[What you should do]: Your answer must be every line of the data that contains "struct".

[Extracted records]:
//! Muscle path geometry — world positions, length, velocity, Jacobians.

use crate::error::{MuscleError, Result};
use crate::path::{PathPoint, PathPolicy};
use myo_math::{DMat, DVec, Vec3};
use myo_model::GeneralizedVelocity;
use myo_rigid::RigidBodySolver;

/// Path segments shorter than this contribute nothing to length derivatives.
const MIN_SEGMENT_LENGTH: f64 = 1e-12;

#[derive(Debug, Clone)]
struct GeometryCache {
    /// World position of each path point.
    points_global: Vec<Vec3>,
    /// 3×nv positional Jacobian of each path point.
    point_jacobians: Vec<DMat>,
    /// ∂(path length)/∂Q, length nv.
    length_jacobian: DVec,
    /// Path length.
    length: f64,
    /// Path lengthening velocity, present only when updated with Qdot.
    velocity: Option<f64>,
    /// Solver pose version this cache was computed at.
    pose_version: u64,
}

/// Geometry of one muscle path: anchored points plus the per-pose cache.
///
/// The cache is valid only for the pose version it was computed at; accessors
/// report [`MuscleError::NeverUpdated`] until the first update.
#[derive(Debug, Clone)]
pub struct MuscleGeometry {
    points: Vec<PathPoint>,
    policy: PathPolicy,
    cache: Option<GeometryCache>,
}

impl MuscleGeometry {
    /// Create the geometry for an origin→(via…)→insertion point sequence.
    ///
    /// Panics if fewer than two points are given.
    pub fn new(points: Vec<PathPoint>) -> Self {
        assert!(
            points.len() >= 2,
            "a muscle path needs at least origin and insertion, got {} point(s)",
            points.len()
        );
        Self {
            points,
            policy: PathPolicy::StraightLine,
            cache: None,
        }
    }

    /// Replace the path policy.
    pub fn with_policy(mut self, policy: PathPolicy) -> Self {
        self.policy = policy;
        self
    }

    /// The anchored path points, origin first.
    pub fn points(&self) -> &[PathPoint] {
        &self.points
    }

    /// Pose version of the cache, if any update happened yet.
    pub fn computed_at(&self) -> Option<u64> {
        self.cache.as_ref().map(|c| c.pose_version)
    }

    /// Recompute the cache from the solver's current pose.
    ///
    /// Queries one segment transform and one positional Jacobian per path
    /// point. When `qdot` is given, also computes the path lengthening
    /// velocity as the length-Jacobian row contracted with Qdot.
    pub fn update<S: RigidBodySolver + ?Sized>(
        &mut self,
        solver: &S,
        qdot: Option<&GeneralizedVelocity>,
    ) {
        let points_global: Vec<Vec3> = self
            .points
            .iter()
            .map(|p| solver.segment_transform(p.segment).transform_point(&p.local))
            .collect();
        let point_jacobians: Vec<DMat> = self
            .points
            .iter()
            .map(|p| solver.point_jacobian(p.segment, &p.local))
            .collect();

        self.store(
            points_global,
            point_jacobians,
            qdot,
            solver.nv(),
            solver.pose_version(),
        );
    }

    /// Inject precomputed world positions and point Jacobians, bypassing the
    /// solver queries. `pose_version` must be the solver pose the data was
    /// computed at; dimension checks are the caller's responsibility at the
    /// registry level.
    pub fn update_manual(
        &mut self,
        points_global: Vec<Vec3>,
        point_jacobians: Vec<DMat>,
        qdot: Option<&GeneralizedVelocity>,
        pose_version: u64,
    ) {
        assert_eq!(
            points_global.len(),
            self.points.len(),
            "expected one world position per path point"
        );
        assert_eq!(
            point_jacobians.len(),
            self.points.len(),
            "expected one Jacobian per path point"
        );
        let nv = point_jacobians[0].ncols();
        self.store(points_global, point_jacobians, qdot, nv, pose_version);
    }

    fn store(
        &mut self,
        points_global: Vec<Vec3>,
        point_jacobians: Vec<DMat>,
        qdot: Option<&GeneralizedVelocity>,
        nv: usize,
        pose_version: u64,
    ) {
        let effective = self.policy.effective_path(&points_global);

        let mut length = 0.0;
        for pair in effective.windows(2) {
            length += (pair[1] - pair[0]).norm();
        }

        // Length-Jacobian row: Σ_k u_kᵀ (J_{k+1} − J_k), u_k the unit vector
        // along path segment k, traversed origin→insertion.
        let mut row = DVec::zeros(nv);
        for k in 0..points_global.len() - 1 {
            let d = points_global[k + 1] - points_global[k];
            let seg_len = d.norm();
            if seg_len < MIN_SEGMENT_LENGTH {
                continue;
            }
            let u = d / seg_len;
            let (jp, jn) = (&point_jacobians[k], &point_jacobians[k + 1]);
            for c in 0..nv {
                let mut acc = 0.0;
                for r in 0..3 {
                    acc += u[r] * (jn[(r, c)] - jp[(r, c)]);
                }
                row[c] += acc;
            }
        }

        let velocity = qdot.map(|v| {
            assert_eq!(v.len(), nv, "Qdot length does not match solver DOFs");
            row.dot(v)
        });

        self.cache = Some(GeometryCache {
            points_global,
            point_jacobians,
            length_jacobian: row,
            length,
            velocity,
            pose_version,
        });
    }

    fn cache(&self) -> Result<&GeometryCache> {
        self.cache.as_ref().ok_or(MuscleError::NeverUpdated)
    }

    /// Cached path length.
    pub fn length(&self) -> Result<f64> {
        Ok(self.cache()?.length)
    }

    /// Cached path lengthening velocity (positive = lengthening).
    pub fn velocity(&self) -> Result<f64> {
        self.cache()?
            .velocity
            .ok_or(MuscleError::VelocityNotComputed)
    }

    /// Cached world positions of the path points.
    pub fn points_global(&self) -> Result<&[Vec3]> {
        Ok(&self.cache()?.points_global)
    }

    /// Cached per-point positional Jacobians.
    pub fn point_jacobians(&self) -> Result<&[DMat]> {
        Ok(&self.cache()?.point_jacobians)
    }

    /// Cached length-Jacobian row, ∂(length)/∂Q.
    pub fn length_jacobian(&self) -> Result<&DVec> {
        Ok(&self.cache()?.length_jacobian)
    }
}
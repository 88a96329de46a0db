//! Error types for the muscle layer.

use thiserror::Error;

#[derive(Debug, Error)]
pub enum MuscleError {
    /// Geometry has never been computed for this muscle or registry.
    #[error("muscle geometry has never been updated")]
    NeverUpdated,

    /// Cached geometry was computed at an older pose than the solver holds.
    #[error("muscle geometry is stale: computed at pose {computed_at}, solver at pose {current}")]
    StaleGeometry { computed_at: u64, current: u64 },

    /// Geometry was last updated without generalized velocities.
    #[error("muscle path velocity was not computed (update with Qdot first)")]
    VelocityNotComputed,

    #[error("muscle group {0:?} already exists")]
    DuplicateGroup(String),

    #[error("dimension mismatch: expected {expected}, got {got}")]
    DimensionMismatch { expected: usize, got: usize },

    #[error(transparent)]
    Solver(#[from] myo_rigid::SolverError),
}

pub type Result<T> = std::result::Result<T, MuscleError>;
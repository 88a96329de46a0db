//! Muscle force models.

/// Width of the active force-length Gaussian (dimensionless).
const FORCE_LENGTH_WIDTH: f64 = 0.45;
/// Passive force-length exponent.
const PASSIVE_EXPONENT: f64 = 4.0;
/// Passive strain at one normalized force.
const PASSIVE_STRAIN: f64 = 0.6;
/// Force-velocity curvature of the shortening hyperbola.
const FV_CURVATURE: f64 = 0.25;
/// Eccentric force plateau multiplier.
const FV_ECCENTRIC_GAIN: f64 = 1.8;

/// Constant mechanical characteristics of one muscle.
#[derive(Debug, Clone)]
pub struct MuscleCharacteristics {
    /// Optimal fiber length (m), where active force peaks.
    pub optimal_length: f64,
    /// Maximal isometric force (N).
    pub force_iso_max: f64,
    /// Maximal contraction velocity, in optimal lengths per second.
    pub max_contraction_velocity: f64,
}

impl MuscleCharacteristics {
    /// Create characteristics with the default maximal contraction velocity
    /// of 10 optimal lengths per second.
    pub fn new(optimal_length: f64, force_iso_max: f64) -> Self {
        Self {
            optimal_length,
            force_iso_max,
            max_contraction_velocity: 10.0,
        }
    }

    /// Set the maximal contraction velocity (optimal lengths per second).
    pub fn with_max_contraction_velocity(mut self, v: f64) -> Self {
        self.max_contraction_velocity = v;
        self
    }
}

/// How a muscle converts activation and cached geometry into a scalar force.
#[derive(Debug, Clone, Copy, PartialEq, Eq)]
pub enum ForceModel {
    /// Idealized actuator: F = a · F_iso_max, geometry-independent.
    Idealized,
    /// Rigid-tendon Hill model: active force-length Gaussian, exponential
    /// passive element and hyperbolic force-velocity scaling.
    Hill,
}

impl ForceModel {
    /// Scalar musculotendon force.
    ///
    /// `length` and `velocity` are the cached path quantities; an absent
    /// velocity is treated as an isometric contraction.
    pub fn force(
        &self,
        characteristics: &MuscleCharacteristics,
        activation: f64,
        length: f64,
        velocity: Option<f64>,
    ) -> f64 {
        let a = activation.clamp(0.0, 1.0);
        match self {
            ForceModel::Idealized => characteristics.force_iso_max * a,
            ForceModel::Hill => {
                let l_norm = length / characteristics.optimal_length;
                let v_norm = velocity.unwrap_or(0.0)
                    / (characteristics.max_contraction_velocity * characteristics.optimal_length);

                let fl = (-(l_norm - 1.0).powi(2) / FORCE_LENGTH_WIDTH).exp();
                let fpe = passive_force(l_norm);
                let fv = force_velocity(v_norm);

                (characteristics.force_iso_max * (a * fl * fv + fpe)).max(0.0)
            }
        }
    }
}

/// Exponential passive element, zero below optimal length.
fn passive_force(l_norm: f64) -> f64 {
    if l_norm <= 1.0 {
        return 0.0;
    }
    ((PASSIVE_EXPONENT * (l_norm - 1.0) / PASSIVE_STRAIN).exp() - 1.0)
        / (PASSIVE_EXPONENT.exp() - 1.0)
}

/// Hill hyperbola on the shortening side, saturating plateau on the
/// eccentric side. v_norm < 0 is shortening.
fn force_velocity(v_norm: f64) -> f64 {
    if v_norm <= 0.0 {
        if v_norm <= -1.0 {
            0.0
        } else {
            (1.0 + v_norm) / (1.0 - v_norm / FV_CURVATURE)
        }
    } else {
        (1.0 + FV_ECCENTRIC_GAIN * v_norm) / (1.0 + v_norm)
    }
}
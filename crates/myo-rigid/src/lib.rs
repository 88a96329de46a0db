//! Rigid-body solver for the myo musculoskeletal library.
//!
//! Implements:
//! - Forward kinematics over the segment tree
//! - Positional Jacobians of segment-fixed points
//! - Recursive Newton-Euler inverse dynamics
//! - Mass matrix assembly and forward dynamics
//!
//! The muscle layer consumes this crate only through the [`RigidBodySolver`]
//! capability trait; [`TreeSolver`] is the bundled reference implementation.

pub mod dynamics;
pub mod jacobian;
pub mod kinematics;
pub mod rnea;
mod solver;

pub use dynamics::{forward_dynamics, mass_matrix};
pub use jacobian::point_jacobian;
pub use kinematics::forward_kinematics;
pub use rnea::rnea;
pub use solver::TreeSolver;

use myo_math::{DMat, DVec, SpatialTransform, Vec3};
use myo_model::{GeneralizedCoordinates, GeneralizedTorque, GeneralizedVelocity};
use thiserror::Error;

/// Errors surfaced by rigid-body computations.
#[derive(Debug, Error)]
pub enum SolverError {
    /// The multibody computation diverged or degenerated; not recoverable
    /// by retrying with the same inputs.
    #[error("numerical failure: {0}")]
    NumericalFailure(String),

    #[error("unknown segment: {0}")]
    UnknownSegment(String),

    #[error("dimension mismatch: expected {expected}, got {got}")]
    DimensionMismatch { expected: usize, got: usize },
}

pub type Result<T> = std::result::Result<T, SolverError>;

/// Capability interface the muscle layer consumes from a rigid-body engine.
///
/// A solver holds a pose-dependent kinematic cache, refreshed explicitly by
/// [`update_kinematics`](RigidBodySolver::update_kinematics). Every refresh
/// bumps the pose version, which downstream caches use to detect staleness.
/// Instances are not safe for concurrent mutation; use one per thread.
pub trait RigidBodySolver {
    /// Number of velocity degrees of freedom.
    fn nv(&self) -> usize;

    /// Refresh the internal kinematic cache at the given pose.
    fn update_kinematics(
        &mut self,
        q: &GeneralizedCoordinates,
        qdot: Option<&GeneralizedVelocity>,
    );

    /// Monotone counter identifying the pose of the current cache.
    fn pose_version(&self) -> u64;

    /// World transform of a segment at the current pose.
    ///
    /// Panics if `segment` is out of range.
    fn segment_transform(&self, segment: usize) -> SpatialTransform;

    /// 3×nv positional Jacobian of a segment-fixed point at the current pose.
    ///
    /// Panics if `segment` is out of range.
    fn point_jacobian(&self, segment: usize, point_local: &Vec3) -> DMat;

    /// Generalized accelerations from (Q, Qdot, generalized torques).
    fn forward_dynamics(
        &self,
        q: &GeneralizedCoordinates,
        qdot: &GeneralizedVelocity,
        tau: &GeneralizedTorque,
    ) -> Result<DVec>;

    /// Look up a segment index from its name.
    fn segment_id(&self, name: &str) -> Option<usize>;
}
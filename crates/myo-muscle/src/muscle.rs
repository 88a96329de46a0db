//! One musculotendon unit.

use crate::error::Result;
use crate::force::{ForceModel, MuscleCharacteristics};
use crate::geometry::MuscleGeometry;
use crate::path::PathPoint;
use crate::state::MuscleState;

/// A muscle: a named path through the skeleton plus a force model and its
/// dynamic state.
///
/// Length, velocity and moment arms are derived quantities cached by the
/// geometry for the pose they were last computed at.
#[derive(Debug, Clone)]
pub struct Muscle {
    name: String,
    geometry: MuscleGeometry,
    characteristics: MuscleCharacteristics,
    force_model: ForceModel,
    state: MuscleState,
}

impl Muscle {
    /// Create a muscle from its path points (origin first, insertion last).
    pub fn new(
        name: &str,
        points: Vec<PathPoint>,
        characteristics: MuscleCharacteristics,
        force_model: ForceModel,
    ) -> Self {
        Self {
            name: name.to_string(),
            geometry: MuscleGeometry::new(points),
            characteristics,
            force_model,
            state: MuscleState::default(),
        }
    }

    /// Muscle name.
    pub fn name(&self) -> &str {
        &self.name
    }

    /// Path geometry (read-only).
    pub fn geometry(&self) -> &MuscleGeometry {
        &self.geometry
    }

    /// Path geometry, for updates.
    pub fn geometry_mut(&mut self) -> &mut MuscleGeometry {
        &mut self.geometry
    }

    /// Mechanical characteristics.
    pub fn characteristics(&self) -> &MuscleCharacteristics {
        &self.characteristics
    }

    /// Force model.
    pub fn force_model(&self) -> ForceModel {
        self.force_model
    }

    /// Default dynamic state attached to this muscle.
    pub fn state(&self) -> &MuscleState {
        &self.state
    }

    /// Replace the attached dynamic state.
    pub fn set_state(&mut self, state: MuscleState) {
        self.state = state;
    }

    /// Cached path length.
    pub fn length(&self) -> Result<f64> {
        self.geometry.length()
    }

    /// Cached path lengthening velocity.
    pub fn velocity(&self) -> Result<f64> {
        self.geometry.velocity()
    }

    /// Scalar force produced under the given state.
    ///
    /// Geometry-dependent models read the cached length/velocity, so the
    /// geometry must have been updated at the pose of interest; an absent
    /// velocity is treated as isometric.
    pub fn force(&self, state: &MuscleState) -> Result<f64> {
        match self.force_model {
            ForceModel::Idealized => Ok(self.force_model.force(
                &self.characteristics,
                state.activation,
                0.0,
                None,
            )),
            ForceModel::Hill => {
                let length = self.geometry.length()?;
                let velocity = self.geometry.velocity().ok();
                Ok(self
                    .force_model
                    .force(&self.characteristics, state.activation, length, velocity))
            }
        }
    }
}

[Answer to this exercise]:
struct GeometryCache {
pub struct MuscleGeometry {
pub struct MuscleCharacteristics {
pub struct Muscle {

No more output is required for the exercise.